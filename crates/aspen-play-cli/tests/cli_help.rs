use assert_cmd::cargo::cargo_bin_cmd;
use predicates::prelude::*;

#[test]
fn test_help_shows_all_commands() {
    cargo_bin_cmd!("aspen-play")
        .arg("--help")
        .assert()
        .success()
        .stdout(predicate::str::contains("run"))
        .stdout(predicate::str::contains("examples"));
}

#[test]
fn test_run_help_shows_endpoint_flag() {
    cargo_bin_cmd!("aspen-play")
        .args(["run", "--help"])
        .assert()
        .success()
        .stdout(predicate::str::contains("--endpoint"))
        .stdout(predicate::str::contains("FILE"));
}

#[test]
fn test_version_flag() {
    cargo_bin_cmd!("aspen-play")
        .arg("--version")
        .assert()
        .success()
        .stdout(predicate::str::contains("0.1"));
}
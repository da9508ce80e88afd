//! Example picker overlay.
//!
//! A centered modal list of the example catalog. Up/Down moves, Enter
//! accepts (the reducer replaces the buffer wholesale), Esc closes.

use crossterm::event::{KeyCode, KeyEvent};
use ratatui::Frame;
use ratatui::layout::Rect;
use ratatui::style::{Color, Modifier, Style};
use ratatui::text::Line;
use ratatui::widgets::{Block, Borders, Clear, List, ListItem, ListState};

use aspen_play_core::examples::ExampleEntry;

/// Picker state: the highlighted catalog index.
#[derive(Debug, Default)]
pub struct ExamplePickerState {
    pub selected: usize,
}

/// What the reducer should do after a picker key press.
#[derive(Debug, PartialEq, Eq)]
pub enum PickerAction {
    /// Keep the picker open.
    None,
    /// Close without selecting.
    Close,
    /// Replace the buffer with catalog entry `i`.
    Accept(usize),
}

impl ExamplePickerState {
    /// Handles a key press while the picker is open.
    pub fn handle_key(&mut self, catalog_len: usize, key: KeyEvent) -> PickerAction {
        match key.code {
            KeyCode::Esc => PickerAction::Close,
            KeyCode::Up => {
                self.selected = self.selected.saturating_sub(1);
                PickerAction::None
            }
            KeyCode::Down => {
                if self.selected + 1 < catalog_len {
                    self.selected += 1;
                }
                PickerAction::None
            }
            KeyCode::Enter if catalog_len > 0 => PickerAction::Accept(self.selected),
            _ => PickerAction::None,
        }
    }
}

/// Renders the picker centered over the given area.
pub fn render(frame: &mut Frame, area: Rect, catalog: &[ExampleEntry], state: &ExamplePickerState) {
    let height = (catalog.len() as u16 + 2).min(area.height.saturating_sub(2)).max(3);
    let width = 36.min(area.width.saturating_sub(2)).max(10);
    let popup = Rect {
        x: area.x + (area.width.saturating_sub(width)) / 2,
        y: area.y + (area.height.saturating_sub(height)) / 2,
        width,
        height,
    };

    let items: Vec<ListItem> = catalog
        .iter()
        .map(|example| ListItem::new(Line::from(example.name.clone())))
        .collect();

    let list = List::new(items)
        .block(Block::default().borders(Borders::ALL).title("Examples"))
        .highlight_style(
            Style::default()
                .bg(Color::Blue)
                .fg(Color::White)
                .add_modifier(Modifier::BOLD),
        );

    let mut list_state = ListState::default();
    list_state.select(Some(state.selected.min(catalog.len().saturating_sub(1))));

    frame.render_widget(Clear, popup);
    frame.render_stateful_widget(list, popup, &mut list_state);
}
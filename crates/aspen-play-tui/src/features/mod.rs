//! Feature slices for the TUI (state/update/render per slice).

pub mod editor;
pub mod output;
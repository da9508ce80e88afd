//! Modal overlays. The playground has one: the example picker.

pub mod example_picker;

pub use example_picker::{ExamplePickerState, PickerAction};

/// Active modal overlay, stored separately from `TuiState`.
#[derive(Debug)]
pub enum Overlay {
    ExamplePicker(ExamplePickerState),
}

* * * *

### Exercise brief
May I have all of the records repeated exactly?

### Your solution
filename crates/aspen-play-cli/tests/cli_help.rs
use assert_cmd::cargo::cargo_bin_cmd;
use predicates::prelude::*;

#[test]
fn test_help_shows_all_commands() {
    cargo_bin_cmd!("aspen-play")
        .arg("--help")
        .assert()
        .success()
        .stdout(predicate::str::contains("run"))
        .stdout(predicate::str::contains("examples"));
}

#[test]
fn test_run_help_shows_endpoint_flag() {
    cargo_bin_cmd!("aspen-play")
        .args(["run", "--help"])
        .assert()
        .success()
        .stdout(predicate::str::contains("--endpoint"))
        .stdout(predicate::str::contains("FILE"));
}

#[test]
fn test_version_flag() {
    cargo_bin_cmd!("aspen-play")
        .arg("--version")
        .assert()
        .success()
        .stdout(predicate::str::contains("0.1"));
}
repository da9508ce80e88afd
//! Example picker overlay.
//!
//! A centered modal list of the example catalog. Up/Down moves, Enter
//! accepts (the reducer replaces the buffer wholesale), Esc closes.

use crossterm::event::{KeyCode, KeyEvent};
use ratatui::Frame;
use ratatui::layout::Rect;
use ratatui::style::{Color, Modifier, Style};
use ratatui::text::Line;
use ratatui::widgets::{Block, Borders, Clear, List, ListItem, ListState};

use aspen_play_core::examples::ExampleEntry;

/// Picker state: the highlighted catalog index.
#[derive(Debug, Default)]
pub struct ExamplePickerState {
    pub selected: usize,
}

/// What the reducer should do after a picker key press.
#[derive(Debug, PartialEq, Eq)]
pub enum PickerAction {
    /// Keep the picker open.
    None,
    /// Close without selecting.
    Close,
    /// Replace the buffer with catalog entry `i`.
    Accept(usize),
}

impl ExamplePickerState {
    /// Handles a key press while the picker is open.
    pub fn handle_key(&mut self, catalog_len: usize, key: KeyEvent) -> PickerAction {
        match key.code {
            KeyCode::Esc => PickerAction::Close,
            KeyCode::Up => {
                self.selected = self.selected.saturating_sub(1);
                PickerAction::None
            }
            KeyCode::Down => {
                if self.selected + 1 < catalog_len {
                    self.selected += 1;
                }
                PickerAction::None
            }
            KeyCode::Enter if catalog_len > 0 => PickerAction::Accept(self.selected),
            _ => PickerAction::None,
        }
    }
}

/// Renders the picker centered over the given area.
pub fn render(frame: &mut Frame, area: Rect, catalog: &[ExampleEntry], state: &ExamplePickerState) {
    let height = (catalog.len() as u16 + 2).min(area.height.saturating_sub(2)).max(3);
    let width = 36.min(area.width.saturating_sub(2)).max(10);
    let popup = Rect {
        x: area.x + (area.width.saturating_sub(width)) / 2,
        y: area.y + (area.height.saturating_sub(height)) / 2,
        width,
        height,
    };

    let items: Vec<ListItem> = catalog
        .iter()
        .map(|example| ListItem::new(Line::from(example.name.clone())))
        .collect();

    let list = List::new(items)
        .block(Block::default().borders(Borders::ALL).title("Examples"))
        .highlight_style(
            Style::default()
                .bg(Color::Blue)
                .fg(Color::White)
                .add_modifier(Modifier::BOLD),
        );

    let mut list_state = ListState::default();
    list_state.select(Some(state.selected.min(catalog.len().saturating_sub(1))));

    frame.render_widget(Clear, popup);
    frame.render_stateful_widget(list, popup, &mut list_state);
}
filename crates/aspen-play-tui/src/features/mod.rs
//! Feature slices for the TUI (state/update/render per slice).

pub mod editor;
pub mod output;
repository da9508ce80e88afd
//! Modal overlays. The playground has one: the example picker.

pub mod example_picker;

pub use example_picker::{ExamplePickerState, PickerAction};

/// Active modal overlay, stored separately from `TuiState`.
#[derive(Debug)]
pub enum Overlay {
    ExamplePicker(ExamplePickerState),
}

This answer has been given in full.